As you sit and admire Alan Ayckbourn's Bedroom Farce, which has just begun a three-week run at the Torch Theatre, it's difficult not to relate in some way to what is an adept observation of human interaction.

As the farce unravels, played out over one very long evening with "three beds, three bedrooms, three couples and a fourth couple straight from their wildest nightmares," as the playwright puts it, you're faced with glaring similarities of how you are, were, or are likely to be in the future.

The performances in one of Ayckbourn's earliest plays, are as you would expect, very polished and played with consummate ease.

However, many of the laughs were reserved for John Pennington and Kate Dove, who play the more mature couple, Ernest and Delia.

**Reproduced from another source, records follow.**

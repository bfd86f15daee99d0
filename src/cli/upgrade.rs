//! The `bookforge upgrade` command.

use anyhow::{Context, Result, bail};
use clap::Parser;
use colored::Colorize;

use crate::upgrade::{self, BinaryReplacer, UpdateContext};

/// Command-line arguments for the upgrade command.
///
/// The command runs in one of three modes:
///
/// - **Upgrade** (default): fetch the latest release and, if it is newer
///   than the running build, download and install it. The previous
///   executable is kept next to the new one as `<path>.old`.
/// - **Check** (`--check`): report whether a newer release exists without
///   downloading or installing anything.
/// - **Rollback** (`--rollback`): restore the executable from the `.old`
///   backup left by the last upgrade.
///
/// The command accepts no positional arguments; combining it with any, or
/// combining `--check` with `--rollback`, is a usage error.
#[derive(Parser, Debug)]
pub struct UpgradeArgs {
    /// Check for a newer release without installing it.
    #[arg(long)]
    pub check: bool,

    /// Restore the previous version from the backup left by the last
    /// upgrade.
    #[arg(long, conflicts_with = "check")]
    pub rollback: bool,
}

/// Execute the upgrade command.
///
/// Update failures are reported to the user and swallowed: a failed
/// self-update leaves the tool exactly as usable as before, so the process
/// exits successfully. The two exceptions are rollback problems (there is
/// nothing to degrade to) and the unrecoverable double fault, where the
/// executable itself may be missing.
pub async fn execute(args: UpgradeArgs) -> Result<()> {
    let ctx = UpdateContext::from_build_env();

    if args.rollback {
        return handle_rollback(&ctx).await;
    }

    println!("{}", "Checking for updates...".cyan());
    let outcome = if args.check {
        upgrade::check(&ctx).await
    } else {
        upgrade::run(&ctx).await
    };

    outcome.report();

    if outcome.is_unrecoverable() {
        bail!("self-update left the installation in an inconsistent state");
    }
    Ok(())
}

async fn handle_rollback(ctx: &UpdateContext) -> Result<()> {
    println!("{}", "Rolling back to the previous version...".yellow());

    let replacer = BinaryReplacer::for_context(ctx)
        .context("failed to locate the installed executable")?;

    if !replacer.backup_exists() {
        bail!("no backup found at {}", replacer.backup_path().display());
    }

    replacer.rollback().await.context("failed to restore from backup")?;

    println!("{}", "Successfully restored the previous version".green());
    Ok(())
}
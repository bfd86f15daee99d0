//! Version string comparison for release tags.
//!
//! This module decides whether a published release is newer than the
//! running build. Release tags are compared as three dot-separated numeric
//! components rather than full semantic versions, which is all the release
//! pipeline ever produces; there is no pre-release or build-metadata
//! handling.
//!
//! # Comparison Rules
//!
//! - **Prefix Handling**: A single leading `v` is stripped from either side
//! - **Zero Padding**: Missing trailing components count as zero, so `1.0`
//!   equals `1.0.0`
//! - **Lenient Parsing**: A component that fails to parse as a number also
//!   counts as zero, so `"not-a-version"` compares equal to `v0.0.0`
//!   rather than raising an error; `compares_garbage_component_as_zero`
//!   below pins that long-standing behavior
//! - **Short-Circuit**: Major decides before minor, minor before patch
//!
//! # Examples
//!
//! ```rust
//! use std::cmp::Ordering;
//!
//! use bookforge::upgrade::version::compare_versions;
//!
//! assert_eq!(compare_versions("v1.0.0", "v1.0.1"), Ordering::Less);
//! assert_eq!(compare_versions("2.0.0", "1.9.9"), Ordering::Greater);
//!
//! // The `v` prefix is irrelevant and short forms pad with zero.
//! assert_eq!(compare_versions("1.2.3", "v1.2.3"), Ordering::Equal);
//! assert_eq!(compare_versions("1.0", "1.0.0"), Ordering::Equal);
//! ```

use std::cmp::Ordering;

/// Compare two version strings component-wise: major, then minor, then
/// patch, short-circuiting on the first difference.
///
/// Total for any pair of inputs; symmetric and transitive for well-formed
/// ones.
pub fn compare_versions(a: &str, b: &str) -> Ordering {
    components(a).cmp(&components(b))
}

/// Split a version string into exactly three numeric components.
fn components(version: &str) -> [u64; 3] {
    let digits = version.strip_prefix('v').unwrap_or(version);
    let mut parts = digits.split('.');
    std::array::from_fn(|_| parts.next().unwrap_or("0").parse().unwrap_or(0))
}

#[cfg(test)]
mod tests {
    use super::*;

    #[test]
    fn equal_versions_compare_equal() {
        assert_eq!(compare_versions("1.2.3", "1.2.3"), Ordering::Equal);
        assert_eq!(compare_versions("v1.2.3", "v1.2.3"), Ordering::Equal);
        assert_eq!(compare_versions("0.0.0", "0.0.0"), Ordering::Equal);
    }

    #[test]
    fn ordering_follows_components() {
        assert_eq!(compare_versions("v1.0.0", "v1.0.1"), Ordering::Less);
        assert_eq!(compare_versions("2.0.0", "1.9.9"), Ordering::Greater);
        assert_eq!(compare_versions("1.1.0", "1.0.9"), Ordering::Greater);
        assert_eq!(compare_versions("0.9.9", "1.0.0"), Ordering::Less);
    }

    #[test]
    fn v_prefix_is_irrelevant() {
        assert_eq!(compare_versions("1.2.3", "v1.2.4"), Ordering::Less);
        assert_eq!(compare_versions("v2.0.0", "2.0.0"), Ordering::Equal);
    }

    #[test]
    fn short_forms_pad_with_zero() {
        assert_eq!(compare_versions("1.0", "1.0.0"), Ordering::Equal);
        assert_eq!(compare_versions("1", "1.0.0"), Ordering::Equal);
        assert_eq!(compare_versions("1.1", "1.0.5"), Ordering::Greater);
    }

    #[test]
    fn empty_strings_compare_equal() {
        assert_eq!(compare_versions("", ""), Ordering::Equal);
    }

    #[test]
    fn compares_garbage_component_as_zero() {
        // Lenient by design: non-numeric components silently parse as zero
        // instead of raising an error.
        assert_eq!(compare_versions("not-a-version", "v0.0.0"), Ordering::Equal);
        assert_eq!(compare_versions("not-a-version", "v1.0.0"), Ordering::Less);
        assert_eq!(compare_versions("1.x.3", "1.0.3"), Ordering::Equal);
    }
}
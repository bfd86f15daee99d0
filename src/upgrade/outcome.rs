//! Structured update outcomes and their terminal rendering.
//!
//! The update flow communicates results as values, not as printed text, so
//! callers and tests can match on what actually happened. Rendering is a
//! separate, optional step: [`UpdateOutcome::render`] produces the
//! user-facing lines and [`UpdateOutcome::report`] prints them.

use colored::Colorize;

use crate::core::UpdateError;

use super::context;

/// What one invocation of the update flow amounted to.
#[derive(Debug)]
pub enum UpdateOutcome {
    /// Development build; the flow stopped before any network access.
    Skipped {
        /// The sentinel version of the running build
        version: String,
    },
    /// The running build matches the latest release.
    UpToDate {
        /// The shared version
        version: String,
    },
    /// The running build is newer than the latest published release.
    AheadOfRelease {
        /// Version of the running build
        current: String,
        /// Tag of the latest release
        latest: String,
    },
    /// Check-only mode found a newer release without installing it.
    UpdateAvailable {
        /// Version of the running build
        current: String,
        /// Tag of the newer release
        latest: String,
    },
    /// The new binary is installed; a restart picks it up.
    Updated {
        /// Version that was running
        previous: String,
        /// Tag that is now installed
        installed: String,
    },
    /// A stage failed and the flow degraded gracefully (or, for the
    /// unrecoverable double fault, as gracefully as it could).
    Failed(UpdateFailure),
}

/// A failed flow, with enough context to render a useful diagnostic.
#[derive(Debug)]
pub struct UpdateFailure {
    /// The stage failure itself.
    pub error: UpdateError,
    /// `(current, latest)` when the release feed had already answered, so
    /// the report can say what was available before the failing stage.
    pub available: Option<(String, String)>,
}

impl UpdateOutcome {
    pub(crate) fn failed(error: UpdateError) -> Self {
        Self::Failed(UpdateFailure {
            error,
            available: None,
        })
    }

    pub(crate) fn failed_during(error: UpdateError, current: &str, latest: &str) -> Self {
        Self::Failed(UpdateFailure {
            error,
            available: Some((current.to_string(), latest.to_string())),
        })
    }

    /// Whether the flow ended in the unrecoverable double-fault state.
    pub fn is_unrecoverable(&self) -> bool {
        matches!(self, Self::Failed(failure) if failure.error.is_unrecoverable())
    }

    /// The user-facing message, one string per terminal line, in print
    /// order.
    pub fn render(&self) -> Vec<String> {
        match self {
            Self::Skipped { version } => vec![
                format!("Skipping self-update: this is a development build ({version})")
                    .yellow()
                    .to_string(),
            ],
            Self::UpToDate { version } => {
                vec![format!("bookforge is up to date ({version})").green().to_string()]
            }
            Self::AheadOfRelease { current, latest } => vec![
                format!(
                    "You are running a newer version ({current}) than the latest release ({latest})"
                )
                .yellow()
                .to_string(),
            ],
            Self::UpdateAvailable { current, latest } => vec![
                format!("Update available: {current} -> {latest}").green().to_string(),
                "Run `bookforge upgrade` to install it".to_string(),
            ],
            Self::Updated {
                previous,
                installed,
            } => vec![
                format!("Updated bookforge {previous} -> {installed}").green().to_string(),
                "Restart bookforge to run the new version".to_string(),
            ],
            Self::Failed(failure) => failure.render(),
        }
    }

    /// Print the rendered outcome: successes to stdout, failures to stderr.
    pub fn report(&self) {
        let lines = self.render();
        if matches!(self, Self::Failed(_)) {
            for line in lines {
                eprintln!("{line}");
            }
        } else {
            for line in lines {
                println!("{line}");
            }
        }
    }
}

impl UpdateFailure {
    fn render(&self) -> Vec<String> {
        let mut lines = Vec::new();
        if let Some((current, latest)) = &self.available {
            lines.push(format!("Update available: {current} -> {latest}").cyan().to_string());
        }

        if self.error.is_unrecoverable() {
            lines.push(format!("Self-update failed: {}", self.error).red().bold().to_string());
            lines.push(
                "The installed executable may be missing; reinstall it manually before running \
                 bookforge again."
                    .red()
                    .to_string(),
            );
            lines.push(format!("Manual downloads: {}", context::RELEASES_PAGE));
        } else {
            lines.push(format!("Self-update failed: {}", self.error).red().to_string());
            lines.push(format!(
                "You can install the latest release manually from {}",
                context::RELEASES_PAGE
            ));
        }
        lines
    }
}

It's fair to say they have some fantastic lines, but I did sense that the predom-inantly older audience connected a little bit more with the couple.

As we've come to expect from a director who has taken this little Welsh theatre onto a greater plain, Peter Doran's latest production is smartly choreographed, made more impressive by the fact he shared his director's hat with fellow actor, Kate Dove.

The seamless direction, combined with a first-class set and intelligent lighting, culminates in a play that will have you swaying from gentle giggling, to raucous laughter, not only at the characters, but also at yourself.